Avoir Céline avec nous me fait une impression étrange. C'est un peu douloureux car cette quatrième présence écrase un peu le souvenir de l'ombre de mon père, mais c'est aussi une lumière qui nous réchauffe tandis que nous déambulons sous la futaie au chant des oiseaux, à guetter les éclairs roux, fugaces, qui écureuillent subrepticement les hautes branches.

Céline, c'est à la fois la mise en relief de l'absent, mais aussi l'élargissement, l'enrichissement de notre famille vers l'avenir. Et sa conversation joyeuse, le regain de gaieté d'Alexandre et de notre mère sont autant d'aspects solaires que la nouveauté vient renforcer.

Je suis bien.

Et ça, c'est inédit.

Néanmoins, Céline, c'est aussi la potentialité de l'amour, et je n'ignore ni que mon frère, plus jeune que moi, a déjà - enfin ! - déniché sa compagne alors que moi non, ni que Béatrice, malgré tous mes handicaps, ses priorités et l'improbabilité de notre éventuelle relation, représente pour moi ce qui s'en rapproche le plus et, pour ça et les autres événements qui sont en train de bouleverser ma vie, l'anxiété ne relâche jamais tout à fait son étreinte glacée sur mes entrailles.

Et le crépuscule qui vient sournoisement se glisser entre les arbres n'aide pas. Nous rebroussons chemin vers la voiture, puis la maison.

Je regarde les immeubles gris défiler devant le pare-brise comme un documentaire apocalyptique sur la fin des couleurs tandis que le trafic s'accordéonne d'une avenue à l'autre au rythme des klaxons excités par la fièvre acheteuse des samedis.

De loin en loin, quelques arbustes rachitiques tâchent de pousser dans leur canisite miniature, en cage et menottés au trottoir comme des forçats des temps modernes. Parfois, au travers d'un créneau de cette forteresse de ciment, derrière les murailles de parpaings et les grilles acérées, un courageux résistant tend encore ses bras vers le ciel mais ses branches dénudées lui donnent davantage l'allure d'un vieillard squelettique priant pour le pardon avant l'extrême onction.

Je sens le froid extérieur pénétrer par la vitre contre laquelle se pousse mon front et engourdir mes pensées tandis que la buée de mon souffle dépose un voile flou sur le monde. Je m'assoupis.

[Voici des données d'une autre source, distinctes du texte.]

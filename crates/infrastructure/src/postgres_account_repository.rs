use std::str::FromStr;

use async_trait::async_trait;
use chrono::{DateTime, Utc};
use sqlx::PgPool;

use s3commander_application::{Account, AccountRepository};
use s3commander_core::{AppError, AppResult, Role};

/// PostgreSQL-backed repository for portal accounts.
#[derive(Clone)]
pub struct PostgresAccountRepository {
    pool: PgPool,
}

impl PostgresAccountRepository {
    /// Creates a repository with the provided connection pool.
    #[must_use]
    pub fn new(pool: PgPool) -> Self {
        Self { pool }
    }
}

#[derive(sqlx::FromRow)]
struct AccountRow {
    subject: String,
    display_name: String,
    email: Option<String>,
    role: String,
    created_at: DateTime<Utc>,
}

impl AccountRow {
    fn into_domain(self) -> AppResult<Account> {
        Ok(Account {
            subject: self.subject,
            display_name: self.display_name,
            email: self.email,
            role: Role::from_str(self.role.as_str())?,
            created_at: self.created_at,
        })
    }
}

#[async_trait]
impl AccountRepository for PostgresAccountRepository {
    async fn find_by_subject(&self, subject: &str) -> AppResult<Option<Account>> {
        let row = sqlx::query_as::<_, AccountRow>(
            r#"
            SELECT subject, display_name, email, role, created_at
            FROM accounts
            WHERE subject = $1
            "#,
        )
        .bind(subject)
        .fetch_optional(&self.pool)
        .await
        .map_err(|error| {
            AppError::Internal(format!(
                "failed to load account for subject '{subject}': {error}"
            ))
        })?;

        row.map(AccountRow::into_domain).transpose()
    }

    async fn insert(&self, account: &Account) -> AppResult<()> {
        sqlx::query(
            r#"
            INSERT INTO accounts (subject, display_name, email, role, created_at)
            VALUES ($1, $2, $3, $4, $5)
            "#,
        )
        .bind(account.subject.as_str())
        .bind(account.display_name.as_str())
        .bind(account.email.as_deref())
        .bind(account.role.as_str())
        .bind(account.created_at)
        .execute(&self.pool)
        .await
        .map_err(|error| {
            AppError::Internal(format!(
                "failed to insert account for subject '{}': {error}",
                account.subject
            ))
        })?;

        Ok(())
    }

    async fn update_profile(
        &self,
        subject: &str,
        display_name: &str,
        email: Option<&str>,
    ) -> AppResult<()> {
        sqlx::query(
            r#"
            UPDATE accounts
            SET display_name = $2,
                email = $3
            WHERE subject = $1
            "#,
        )
        .bind(subject)
        .bind(display_name)
        .bind(email)
        .execute(&self.pool)
        .await
        .map_err(|error| {
            AppError::Internal(format!(
                "failed to refresh profile for subject '{subject}': {error}"
            ))
        })?;

        Ok(())
    }

    async fn update_role(&self, subject: &str, role: Role) -> AppResult<()> {
        let rows_affected = sqlx::query("UPDATE accounts SET role = $2 WHERE subject = $1")
            .bind(subject)
            .bind(role.as_str())
            .execute(&self.pool)
            .await
            .map_err(|error| {
                AppError::Internal(format!(
                    "failed to update role for subject '{subject}': {error}"
                ))
            })?
            .rows_affected();

        if rows_affected == 0 {
            return Err(AppError::NotFound(format!(
                "account for subject '{subject}' was not found"
            )));
        }

        Ok(())
    }

    async fn count(&self) -> AppResult<u64> {
        let count: i64 = sqlx::query_scalar("SELECT COUNT(*) FROM accounts")
            .fetch_one(&self.pool)
            .await
            .map_err(|error| AppError::Internal(format!("failed to count accounts: {error}")))?;

        Ok(count.unsigned_abs())
    }

    async fn count_with_role(&self, role: Role) -> AppResult<u64> {
        let count: i64 = sqlx::query_scalar("SELECT COUNT(*) FROM accounts WHERE role = $1")
            .bind(role.as_str())
            .fetch_one(&self.pool)
            .await
            .map_err(|error| {
                AppError::Internal(format!(
                    "failed to count accounts with role '{}': {error}",
                    role.as_str()
                ))
            })?;

        Ok(count.unsigned_abs())
    }

    async fn list(&self) -> AppResult<Vec<Account>> {
        let rows = sqlx::query_as::<_, AccountRow>(
            r#"
            SELECT subject, display_name, email, role, created_at
            FROM accounts
            ORDER BY created_at ASC
            "#,
        )
        .fetch_all(&self.pool)
        .await
        .map_err(|error| AppError::Internal(format!("failed to list accounts: {error}")))?;

        rows.into_iter().map(AccountRow::into_domain).collect()
    }
}
use std::str::FromStr;

use chrono::{DateTime, Utc};
use s3commander_core::AppError;
use serde::{Deserialize, Serialize};

/// Bucket operation kinds subject to access checks.
#[derive(Debug, Clone, Copy, PartialEq, Eq, Hash, Serialize, Deserialize)]
#[serde(rename_all = "snake_case")]
pub enum Operation {
    /// Listing and downloading objects.
    Read,
    /// Uploading objects.
    Write,
    /// Deleting objects.
    Delete,
}

impl Operation {
    /// Returns a stable transport value for this operation.
    #[must_use]
    pub fn as_str(&self) -> &'static str {
        match self {
            Self::Read => "read",
            Self::Write => "write",
            Self::Delete => "delete",
        }
    }
}

impl Default for Operation {
    fn default() -> Self {
        Self::Read
    }
}

impl FromStr for Operation {
    type Err = AppError;

    fn from_str(value: &str) -> Result<Self, Self::Err> {
        match value {
            "read" => Ok(Self::Read),
            "write" => Ok(Self::Write),
            "delete" => Ok(Self::Delete),
            _ => Err(AppError::Validation(format!(
                "unknown operation value '{value}'"
            ))),
        }
    }
}

/// Effective read-access level for one bucket.
#[derive(Debug, Clone, Copy, PartialEq, Eq, Serialize, Deserialize)]
#[serde(rename_all = "snake_case", tag = "kind")]
pub enum AccessLevel {
    /// Standing access from role or permanent grant.
    Full,
    /// Time-bounded access from an approved request.
    Limited {
        /// Moment the backing grant stops being valid, when bounded.
        expires_at: Option<DateTime<Utc>>,
    },
    /// No access.
    None,
}

impl AccessLevel {
    /// Returns whether the level grants any read access.
    #[must_use]
    pub fn allows_read(&self) -> bool {
        !matches!(self, Self::None)
    }
}

/// Effective access decision for one principal and bucket.
#[derive(Debug, Clone, Copy, PartialEq, Eq, Serialize, Deserialize)]
pub struct BucketAccess {
    /// Read-access level, with expiry for temporary grants.
    pub level: AccessLevel,
    /// Whether object uploads are allowed.
    pub can_write: bool,
    /// Whether object deletions are allowed.
    pub can_delete: bool,
}

impl BucketAccess {
    /// Decision granting every operation.
    #[must_use]
    pub fn full() -> Self {
        Self {
            level: AccessLevel::Full,
            can_write: true,
            can_delete: true,
        }
    }

    /// Decision granting nothing.
    #[must_use]
    pub fn none() -> Self {
        Self {
            level: AccessLevel::None,
            can_write: false,
            can_delete: false,
        }
    }

    /// Returns whether the decision allows the given operation.
    #[must_use]
    pub fn allows(&self, operation: Operation) -> bool {
        match operation {
            Operation::Read => self.level.allows_read(),
            Operation::Write => self.can_write,
            Operation::Delete => self.can_delete,
        }
    }
}

#[cfg(test)]
mod tests {
    use std::str::FromStr;

    use super::{AccessLevel, BucketAccess, Operation};

    #[test]
    fn operation_defaults_to_read() {
        assert_eq!(Operation::default(), Operation::Read);
    }

    #[test]
    fn operation_roundtrip_transport_value() {
        let operation = Operation::Delete;
        let restored = Operation::from_str(operation.as_str());
        assert_eq!(restored.unwrap_or(Operation::Read), operation);
    }

    #[test]
    fn unknown_operation_is_rejected() {
        assert!(Operation::from_str("list").is_err());
    }

    #[test]
    fn full_decision_allows_everything() {
        let access = BucketAccess::full();
        assert!(access.allows(Operation::Read));
        assert!(access.allows(Operation::Write));
        assert!(access.allows(Operation::Delete));
    }

    #[test]
    fn none_level_blocks_read() {
        assert!(!AccessLevel::None.allows_read());
        assert!(!BucketAccess::none().allows(Operation::Read));
    }
}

Je suis à l'angle de la Hauptstrasse et Flusswahl, appuyé contre l'immeuble d'angle. Je regarde passer les gens en m'entraînant à parfaire mes ronds de fumée. Ma buée forme des nuages compacts dans l'air froid de janvier mais ils s'évanouissent rapidement tandis que les volutes bleues du tabac dessinent langoureusement leur lacis d'arabesques autour de moi.

J'attends, vaguement nerveux.

La soeur de Shlomo lui a dit qu'elle tenait de Greta, la meilleure amie d'Else, la soeur d'Ada Zilberstein, que cette dernière a le béguin pour moi et que leurs parents ne verraient pas d'un mauvais oeil un rapprochement de nos familles. Malgré tout, ça va être la première fois que je lui parle, ce qui est sensiblement plus risqué que les regards dérobés à la synagogue...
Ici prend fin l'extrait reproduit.